もともとバリアフリーのお宅だったり、身体機能が十分回復していて福祉用具の検討が必要ないケースでは家屋評価に行くことはないが、大抵は家の様子を見に行くことになる。

今回は狭小住宅。今までもいろんな狭小住宅を見てきたが、そういう家はとにかく物が多い。物に空間が占領されていて小さな家がさらに狭くなってしまう。

Bさんはコロナ罹患後に体の機能が低下したため入院したのだが、もともと間質性肺炎があったり心不全があったりで今現在も歩けない。何とか立ち上がれるようにはなったので車椅子に移ることは出来る。退院後は家に帰りたい(施設は嫌だ)と言うので家に帰ることになったが、自分で歩けないので車椅子を家に入れなければいけない。

Bさんのご主人に車椅子が入れられるよう片付けをお願いしておいたのだけど、果たして…。

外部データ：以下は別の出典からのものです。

use axum::{
    extract::{Path, State},
    http::StatusCode,
    Json,
};
use tibasasa_core::AppointmentSummary;
use uuid::Uuid;

use super::{in_session, ApiError};
use crate::models::{Listing, ScheduleRequest, ScheduleResponse};
use crate::state::AppState;

/// POST /sessions/:sid/appointments
/// Schedule a follow-up appointment
pub async fn schedule_appointment(
    State(state): State<AppState>,
    Path(session_id): Path<Uuid>,
    Json(req): Json<ScheduleRequest>,
) -> Result<(StatusCode, Json<ScheduleResponse>), ApiError> {
    let time = req.appointment_datetime();
    let (appointment, summary) = in_session(&state, session_id, |s| {
        s.schedule(&req.patient_id, &req.doctor_id, time).map(|appointment| {
            let summary = s.summarize(&appointment);
            (appointment, summary)
        })
    })??;

    let message = summary.confirmation();
    tracing::info!("✓ {}", message);
    Ok((
        StatusCode::CREATED,
        Json(ScheduleResponse {
            appointment,
            summary,
            message,
        }),
    ))
}

/// GET /sessions/:sid/appointments
/// All scheduled appointments, oldest first
pub async fn list_appointments(
    State(state): State<AppState>,
    Path(session_id): Path<Uuid>,
) -> Result<Json<Listing<AppointmentSummary>>, ApiError> {
    let rows = in_session(&state, session_id, |s| s.summaries())?;
    if rows.is_empty() {
        tracing::debug!("No appointments scheduled yet in session {}", session_id);
    }
    Ok(Json(rows.into()))
}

物がとにかく多いそのお家の空気はどんよりしていた。昼間なのに真っ暗で、光がどこからも入ってこない。
玄関の横の壁は恐らく黴だろう。真っ黒だった。

ゴミではないのだろうけど、調味料やら洗剤やら中に何か入っているビニール袋やらが至るところに置かれ、積まれている。アルミホイルやラップが数十本シンクの上に置いてある。たぶん一生かかっても使いきれない量だ。 
もう家人も何がどれぐらいどこにあるかを把握できてないだろう。

どこからも光も風も入ってこないウチ。
空気が澱んだウチ。
暗いウチ。

家族の全員が病気ではないけれど、Bさんはなるべくして今の状態になったのではないか。
カビを吸い込んで肺に炎症が起きたのではないか。

普段いる環境はとても大切だ。

ここにあるものを全部捨てて光と風を通したい。最低限の清潔を保って生活できるようにしたい。

でもここはBさんのウチ。その環境を作ってきたのはBさんを含めた家族だ。

彼女の病室も物で溢れている。ベッドの上にたくさんのものを置いてしまう。私にはゴミにしか見えないものでも(汚れているペーパーとか)本人は捨てないで、と言う。
今使わないものでも手元に置きたがる。枕元に置きたがる。

それ(多すぎる物)がBさんを病気にしたかどうかはわからないけど、それも少しは関係していると思えて仕方ない。